*** Block opens ***

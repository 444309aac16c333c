// SPDX-License-Identifier: MPL-2.0
//! View rendering for the application.
//!
//! The picker fills the window; toasts float above it.

use super::Message;
use crate::i18n::fluent::I18n;
use crate::ui::notifications::{self, Toast};
use crate::ui::picker;
use iced::widget::{Container, Stack};
use iced::{Element, Length};

/// Context required to render the application view.
pub struct ViewContext<'a> {
    pub i18n: &'a I18n,
    pub picker: &'a picker::State,
    pub notifications: &'a notifications::Manager,
}

pub fn view(ctx: ViewContext<'_>) -> Element<'_, Message> {
    let picker_view = ctx
        .picker
        .view(picker::ViewEnv { i18n: ctx.i18n })
        .map(Message::Picker);

    let base = Container::new(picker_view)
        .width(Length::Fill)
        .height(Length::Fill);

    let toasts = Toast::view_overlay(ctx.notifications, ctx.i18n).map(Message::Notification);

    Stack::new()
        .push(base)
        .push(toasts)
        .width(Length::Fill)
        .height(Length::Fill)
        .into()
}
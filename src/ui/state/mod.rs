// SPDX-License-Identifier: MPL-2.0
//! UI state management modules
//!
//! State logic kept apart from the components that own it.

pub mod pan;

pub use pan::{GridViewport, PanState};
// SPDX-License-Identifier: MPL-2.0
//! The curtain interaction state machine.
//!
//! The machine turns a stream of gesture samples (pointer y plus the grid's
//! scroll offset) into a [`CurtainOutput`] per sample. It never touches the
//! toolkit: hosts apply `panel_offset` through a presenter and
//! `scroll_override` through their scrollable.
//!
//! Lifecycle calls that arrive out of order are ignored. A sample without an
//! open session, or a release without a press, leaves the machine untouched.

use super::geometry::Geometry;
use super::session::DragSession;
use super::state::CurtainState;

/// Result of feeding one input to the machine.
#[derive(Debug, Clone, Copy, PartialEq)]
pub struct CurtainOutput {
    /// State after the input was processed.
    pub state: CurtainState,
    /// Offset of the panel's top edge relative to its closed position.
    /// Always inside `[opened_top_offset, 0]`.
    pub panel_offset: f32,
    /// Scroll offset the host must force onto the grid, if any.
    pub scroll_override: Option<f32>,
    /// Whether the curtain consumed this drag motion, meaning the grid must
    /// not scroll from it.
    pub consumes_scroll: bool,
}

impl CurtainOutput {
    /// Output of the closed rest state.
    #[must_use]
    pub fn closed() -> Self {
        Self {
            state: CurtainState::Closed,
            panel_offset: 0.0,
            scroll_override: None,
            consumes_scroll: false,
        }
    }
}

impl Default for CurtainOutput {
    fn default() -> Self {
        Self::closed()
    }
}

/// Owns the curtain state and the session of the gesture in progress.
#[derive(Debug, Clone)]
pub struct CurtainMachine {
    state: CurtainState,
    geometry: Geometry,
    session: Option<DragSession>,
    last_output: CurtainOutput,
}

impl CurtainMachine {
    /// Creates a machine in the closed state.
    #[must_use]
    pub fn new(geometry: Geometry) -> Self {
        Self {
            state: CurtainState::Closed,
            geometry,
            session: None,
            last_output: CurtainOutput::closed(),
        }
    }

    #[must_use]
    pub fn state(&self) -> CurtainState {
        self.state
    }

    #[must_use]
    pub fn geometry(&self) -> Geometry {
        self.geometry
    }

    /// Returns the output produced by the most recent input.
    #[must_use]
    pub fn last_output(&self) -> CurtainOutput {
        self.last_output
    }

    /// Returns true while a gesture is in progress.
    #[must_use]
    pub fn has_session(&self) -> bool {
        self.session.is_some()
    }

    /// Starts a drag session anchored at the grid's current scroll offset.
    ///
    /// Must only be called when a pointer button or touch contact goes down.
    /// A second call while a session is open re-anchors it.
    pub fn on_gesture_begin(&mut self, scroll_offset_y: f32) {
        match self.session.as_mut() {
            Some(session) => session.reanchor(scroll_offset_y),
            None => self.session = Some(DragSession::begin(scroll_offset_y)),
        }
    }

    /// Feeds one pointer movement sample.
    ///
    /// Without an open session, or with a non-finite pointer, this returns
    /// the previous output unchanged.
    pub fn on_sample(&mut self, pointer_y: f32, scroll_offset_y: f32) -> CurtainOutput {
        if !pointer_y.is_finite() {
            return self.last_output;
        }
        let Some(session) = self.session.as_mut() else {
            return self.last_output;
        };
        session.record_pointer(pointer_y);

        let geometry = self.geometry;
        let closed_bottom = geometry.closed_bottom();

        let next = match self.state {
            CurtainState::Closed if pointer_y < closed_bottom && geometry.can_open() => {
                CurtainState::Opening
            }
            CurtainState::Closed => CurtainState::Closed,
            CurtainState::Opening if pointer_y > closed_bottom => CurtainState::Closed,
            CurtainState::Opening => CurtainState::Opening,
            CurtainState::Opened if scroll_offset_y <= 0.0 => {
                // Continue from the opened offset instead of jumping.
                session.reanchor(pointer_y - (closed_bottom + geometry.opened_top_offset()));
                CurtainState::Closing
            }
            CurtainState::Opened => CurtainState::Opened,
            CurtainState::Closing => CurtainState::Closing,
        };

        let output = output_for(next, &geometry, pointer_y, session.anchor());
        self.state = next;
        self.last_output = output;
        output
    }

    /// Completes the gesture, settling any transient state.
    ///
    /// Opening always completes to Opened and Closing to Closed, however far
    /// the pointer travelled. Returns `None` when no gesture was open.
    pub fn on_gesture_end(&mut self) -> Option<CurtainOutput> {
        self.session.take()?;
        self.state = self.state.settled();
        self.last_output = rest_output(self.state, &self.geometry);
        Some(self.last_output)
    }

    /// Handles a gesture the host lost track of. Behaves like a release.
    pub fn on_gesture_cancel(&mut self) -> Option<CurtainOutput> {
        self.on_gesture_end()
    }

    /// Replaces the geometry after a layout change and re-derives the
    /// current output from it.
    ///
    /// Geometry without travel cannot hold the panel open, so the curtain
    /// drops back to Closed. A gesture in progress keeps its session.
    pub fn relayout(&mut self, geometry: Geometry) -> CurtainOutput {
        self.geometry = geometry;
        if !geometry.can_open() {
            self.state = CurtainState::Closed;
            self.last_output = CurtainOutput::closed();
            return self.last_output;
        }
        let pointer_and_anchor = self
            .session
            .as_ref()
            .and_then(|session| session.pointer_y().map(|y| (y, session.anchor())));

        self.last_output = match (self.state.is_transient(), pointer_and_anchor) {
            (true, Some((pointer_y, anchor))) => {
                output_for(self.state, &geometry, pointer_y, anchor)
            }
            (true, None) => CurtainOutput {
                panel_offset: geometry.clamp_offset(self.last_output.panel_offset),
                ..self.last_output
            },
            (false, _) => rest_output(self.state, &geometry),
        };
        self.last_output
    }
}

fn rest_output(state: CurtainState, geometry: &Geometry) -> CurtainOutput {
    let panel_offset = match state {
        CurtainState::Opened | CurtainState::Closing => geometry.opened_top_offset(),
        CurtainState::Closed | CurtainState::Opening => 0.0,
    };
    CurtainOutput {
        state,
        panel_offset,
        scroll_override: None,
        consumes_scroll: false,
    }
}

fn output_for(state: CurtainState, geometry: &Geometry, pointer_y: f32, anchor: f32) -> CurtainOutput {
    let closed_bottom = geometry.closed_bottom();
    match state {
        CurtainState::Closed | CurtainState::Opened => rest_output(state, geometry),
        CurtainState::Opening => CurtainOutput {
            state,
            panel_offset: geometry.clamp_offset(-(closed_bottom - pointer_y)),
            scroll_override: Some(anchor),
            consumes_scroll: true,
        },
        CurtainState::Closing => CurtainOutput {
            state,
            panel_offset: geometry.clamp_offset(-(closed_bottom - pointer_y + anchor)),
            scroll_override: Some(0.0),
            consumes_scroll: true,
        },
    }
}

*** Block closes ***

DESCRIPTION OF THE TASK
Reproduce exactly the first line of the listing and every line after it, through the one containing "the application view.". Nothing else belongs in the output.

ANSWER TO THIS PROBLEM
repository 444309aac16c333c
// SPDX-License-Identifier: MPL-2.0
//! View rendering for the application.
//!
//! The picker fills the window; toasts float above it.

use super::Message;
use crate::i18n::fluent::I18n;
use crate::ui::notifications::{self, Toast};
use crate::ui::picker;
use iced::widget::{Container, Stack};
use iced::{Element, Length};

/// Context required to render the application view.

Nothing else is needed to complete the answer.